Shusli has told me many times about her Love for the land. About how it draws her and calls to her and wants her back. I have greatly admired this in her. I believed I didn't feel such a powerful draw, until yesterday.

As I was leaving Reedsport and heading up the Umpqua River, I almost turned back. Number One, I didn't want to leave my honey, even if I did make a commitment to say good bye up here and clean up the house we are leaving. I Love Shusli so much that if any of you have never felt this kind of Love and always have wanted to, you are missing out, friends. And then I could feel the land calling me. It was like a giant hand had a grip on my soul and was begging me not to leave. I have been gone so long and now I am back home and I don't want to go.

Shusli asked me one time if my father wanted to go back. I believe he did. When my grandfather died, it was as if all family and indigenous connections had been severed and the Indians moved out of the area and to the Siletz Rez. There may still be Indians in Reedsport, I just haven't had the time to look into these things. Definitely the familial connections to the town had been severed with the death of my grandfather.

With the death of my father, most of my familial connections had been severed. My dad, I believe, wanted to go home, but his family was no longer there, so what was the point. And here I am, 43 years of living away from there, some 34 years of having no family there, am returning to just South of Reedsport to Coos Bay.
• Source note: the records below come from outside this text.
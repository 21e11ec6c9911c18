use crate::models::TradeRecord;

/// Markdown skeleton offered for records that have not been reviewed yet.
pub const REVIEW_TEMPLATE: &str = "\
## Setup
- Why did I take this trade?
- Which timeframe and signal triggered the entry?

## Execution
- Did I enter at the planned price?
- Did I respect the stop-loss and take-profit levels?

## Outcome
- Result versus plan:
- What went well?
- What went wrong?

## Lessons
- What will I do differently next time?
";

/// The saved review, or the template when none exists or it is blank.
pub fn review_or_template(record: &TradeRecord) -> (&str, bool) {
    match record.review.as_deref() {
        Some(text) if !text.trim().is_empty() => (text, false),
        _ => (REVIEW_TEMPLATE, true),
    }
}
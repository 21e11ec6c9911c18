use std::sync::Arc;

use tokio::sync::broadcast;

use trade_journal::api::router::create_router;
use trade_journal::api::ws_types::WsMessage;
use trade_journal::config::{AppConfig, LogFormat};
use trade_journal::db::{self, MemoryTradeStore, PgTradeStore, TradeStore};
use trade_journal::metrics::init_metrics;
use trade_journal::price_feed::{PriceCache, PriceFeedClient};
use trade_journal::services::price_poller::run_price_poller;
use trade_journal::AppState;

#[tokio::main]
async fn main() -> anyhow::Result<()> {
    dotenvy::dotenv().ok();

    let config = AppConfig::from_env()?;
    init_tracing(config.log_format);

    let addr = format!("{}:{}", config.host, config.port);
    let metrics_handle = init_metrics()?;

    let store: Arc<dyn TradeStore> = match &config.database_url {
        Some(url) => {
            tracing::info!("Connecting to database...");
            let pool = db::init_pool(url).await?;
            tracing::info!("Database connected, migrations applied");
            Arc::new(PgTradeStore::new(pool))
        }
        None => {
            tracing::warn!("DATABASE_URL is not set, records are kept in memory only");
            Arc::new(MemoryTradeStore::new())
        }
    };

    tracing::info!(
        max_loss_pct = %config.max_loss_pct,
        must_tp_pct = %config.must_tp_pct,
        "Default risk profile loaded"
    );

    // --- WebSocket broadcast channel for journal clients ---
    let (ws_tx, _) = broadcast::channel::<WsMessage>(256);

    // --- Price feed ---
    let prices = PriceCache::new();
    let price_feed = PriceFeedClient::new(config.price_feed_url.clone());
    {
        let client = price_feed.clone();
        let cache = prices.clone();
        let tx = ws_tx.clone();
        let symbols = config.price_symbols.clone();
        let interval_secs = config.price_poll_interval_secs;
        tokio::spawn(async move {
            run_price_poller(client, cache, tx, symbols, interval_secs).await;
        });
    }

    let state = AppState {
        store,
        config,
        prices,
        price_feed,
        ws_tx,
        metrics_handle,
    };
    let router = create_router(state);

    let listener = tokio::net::TcpListener::bind(&addr).await?;
    tracing::info!("Server listening on {addr}");
    axum::serve(listener, router).await?;

    Ok(())
}

fn init_tracing(format: LogFormat) {
    use tracing_subscriber::{fmt, layer::SubscriberExt, util::SubscriberInitExt, EnvFilter};

    let filter = EnvFilter::try_from_default_env().unwrap_or_else(|_| EnvFilter::new("info"));
    let registry = tracing_subscriber::registry().with(filter);

    match format {
        LogFormat::Json => registry.with(fmt::layer().json()).init(),
        LogFormat::Pretty => registry.with(fmt::layer()).init(),
    }
}
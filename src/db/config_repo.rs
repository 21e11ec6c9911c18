use std::collections::HashMap;

use serde::Serialize;
use sqlx::PgPool;

#[derive(Debug, Clone, PartialEq, Eq, Serialize, sqlx::FromRow)]
pub struct RuntimeConfigEntry {
    pub key: String,
    pub value: String,
}

/// Get all runtime config entries.
pub async fn get_all_config(pool: &PgPool) -> anyhow::Result<Vec<RuntimeConfigEntry>> {
    let rows = sqlx::query_as::<_, RuntimeConfigEntry>(
        "SELECT key, value FROM runtime_config ORDER BY key",
    )
    .fetch_all(pool)
    .await?;

    Ok(rows)
}

/// Batch upsert runtime config entries in one transaction.
pub async fn upsert_config(pool: &PgPool, entries: &HashMap<String, String>) -> anyhow::Result<()> {
    let mut tx = pool.begin().await?;

    for (key, value) in entries {
        sqlx::query(
            r#"
            INSERT INTO runtime_config (key, value, updated_at)
            VALUES ($1, $2, NOW())
            ON CONFLICT (key) DO UPDATE SET value = $2, updated_at = NOW()
            "#,
        )
        .bind(key)
        .bind(value)
        .execute(&mut *tx)
        .await?;
    }

    tx.commit().await?;
    Ok(())
}
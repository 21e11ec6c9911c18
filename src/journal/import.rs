use std::io::Read;

use chrono::{DateTime, NaiveDateTime, Utc};
use rust_decimal::Decimal;
use serde::Deserialize;
use thiserror::Error;
use tracing::warn;

use crate::models::{Direction, ExecutionStatus, NewTradeRecord, TradeExecution};

const EXPORT_TIME_FORMAT: &str = "%H:%M %Y-%m-%d";

#[derive(Debug, Error)]
pub enum ImportError {
    #[error("CSV error: {0}")]
    Csv(#[from] csv::Error),

    #[error("row {row}: {reason}")]
    InvalidRow { row: usize, reason: String },
}

/// One row of a Bybit closed-PnL export.
#[derive(Debug, Deserialize)]
struct ClosedPnlRow {
    #[serde(rename = "Contracts")]
    contracts: String,
    #[serde(rename = "Trade Type")]
    trade_type: String,
    #[serde(rename = "Qty", with = "rust_decimal::serde::str")]
    qty: Decimal,
    #[serde(rename = "Entry Price", with = "rust_decimal::serde::str")]
    entry_price: Decimal,
    #[serde(rename = "Filled Price", with = "rust_decimal::serde::str")]
    filled_price: Decimal,
    #[serde(rename = "Realized P&L", with = "rust_decimal::serde::str")]
    realized_pnl: Decimal,
    #[serde(rename = "Create Time")]
    create_time: String,
    #[serde(rename = "Filled/Settlement Time(UTC+0)")]
    filled_time: String,
}

fn parse_export_time(raw: &str) -> Option<DateTime<Utc>> {
    match NaiveDateTime::parse_from_str(raw.trim(), EXPORT_TIME_FORMAT) {
        Ok(naive) => Some(naive.and_utc()),
        Err(e) => {
            warn!(timestamp = raw, error = %e, "Failed to parse timestamp");
            None
        }
    }
}

/// Parse a closed-PnL CSV into journal records, oldest first.
///
/// Exports list the newest fill first. Records carry no plan and no trade id,
/// so the store allocates consecutive ids in insertion order.
pub fn parse_closed_pnl<R: Read>(
    reader: R,
    total_assets: Decimal,
) -> Result<Vec<NewTradeRecord>, ImportError> {
    let mut csv_reader = csv::ReaderBuilder::new()
        .trim(csv::Trim::All)
        .from_reader(reader);

    let mut records = Vec::new();
    for (idx, result) in csv_reader.deserialize::<ClosedPnlRow>().enumerate() {
        let row = result?;
        let symbol = row.contracts.trim().to_uppercase();
        if symbol.is_empty() {
            return Err(ImportError::InvalidRow {
                row: idx + 1,
                reason: "empty Contracts".into(),
            });
        }

        let status = if row.realized_pnl > Decimal::ZERO {
            ExecutionStatus::Win
        } else {
            ExecutionStatus::Lose
        };

        records.push(NewTradeRecord {
            trade_id: None,
            symbol,
            total_assets,
            plan: None,
            execution: TradeExecution {
                status,
                direction: Direction::from_trade_side(&row.trade_type),
                position_size: Some(row.qty * row.entry_price),
                enter_price: Some(row.entry_price),
                exit_price: Some(row.filled_price),
                pnl: Some(row.realized_pnl),
                started_at: parse_export_time(&row.create_time),
                ended_at: parse_export_time(&row.filled_time),
            },
            review: None,
        });
    }

    records.reverse();
    Ok(records)
}

#[cfg(test)]
mod tests {
    use super::*;
    use chrono::TimeZone;
    use rust_decimal_macros::dec;

    const EXPORT: &str = "\
Contracts,Closing Direction,Qty,Entry Price,Filled Price,Realized P&L,Trade Type,Create Time,Filled/Settlement Time(UTC+0)
ETHUSDT,Close Short,2,2600,2550,99.5,SELL,09:15 2025-06-06,11:40 2025-06-06
BTCUSDT ,Close Long,0.01,105000,104000,-10.2,BUY,not a time,08:05 2025-06-05
";

    #[test]
    fn test_rows_are_imported_oldest_first() {
        let records = parse_closed_pnl(EXPORT.as_bytes(), dec!(10000)).unwrap();
        assert_eq!(records.len(), 2);

        let btc = &records[0];
        assert_eq!(btc.symbol, "BTCUSDT");
        assert_eq!(btc.execution.direction, Direction::Long);
        assert_eq!(btc.execution.status, ExecutionStatus::Lose);
        assert_eq!(btc.execution.position_size, Some(dec!(1050)));
        assert_eq!(btc.execution.started_at, None);
        assert_eq!(
            btc.execution.ended_at,
            Some(Utc.with_ymd_and_hms(2025, 6, 5, 8, 5, 0).unwrap())
        );

        let eth = &records[1];
        assert_eq!(eth.execution.direction, Direction::Short);
        assert_eq!(eth.execution.status, ExecutionStatus::Win);
        assert_eq!(eth.execution.position_size, Some(dec!(5200)));
        assert_eq!(eth.execution.pnl, Some(dec!(99.5)));
        assert!(eth.plan.is_none());
        assert!(eth.trade_id.is_none());
    }

    #[test]
    fn test_zero_pnl_counts_as_lose() {
        let csv = "\
Contracts,Trade Type,Qty,Entry Price,Filled Price,Realized P&L,Create Time,Filled/Settlement Time(UTC+0)
SOLUSDT,BUY,1,150,150,0,10:00 2025-06-01,10:30 2025-06-01
";
        let records = parse_closed_pnl(csv.as_bytes(), dec!(1000)).unwrap();
        assert_eq!(records[0].execution.status, ExecutionStatus::Lose);
    }

    #[test]
    fn test_bad_number_is_csv_error() {
        let csv = "\
Contracts,Trade Type,Qty,Entry Price,Filled Price,Realized P&L,Create Time,Filled/Settlement Time(UTC+0)
SOLUSDT,BUY,abc,150,150,0,10:00 2025-06-01,10:30 2025-06-01
";
        let err = parse_closed_pnl(csv.as_bytes(), dec!(1000)).unwrap_err();
        assert!(matches!(err, ImportError::Csv(_)));
    }
}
Saturday while unpacking, we heard a constant sound. Was it the freeway? PIR? The Airport? Excessive amounts of traffic? I-5? What was that sound? It was the ocean.

Folks, Shusli and I are going home. Although it is sad to be apart from her at the moment, I told her that after this month, we will be living a long life of Love and Adventure for the rest of our lives...together.

Thanks Portland, for hosting me all these years, but really, it is time I go home. What exactly will happen there remains to be seen. I have plans.

I also believe my good-bye here to P-town will be rather uneventful. That, however, is not a big deal. What is important is that the space I create in my leaving will have room to be filled and then some for any who want to do so...and many blessings to them all.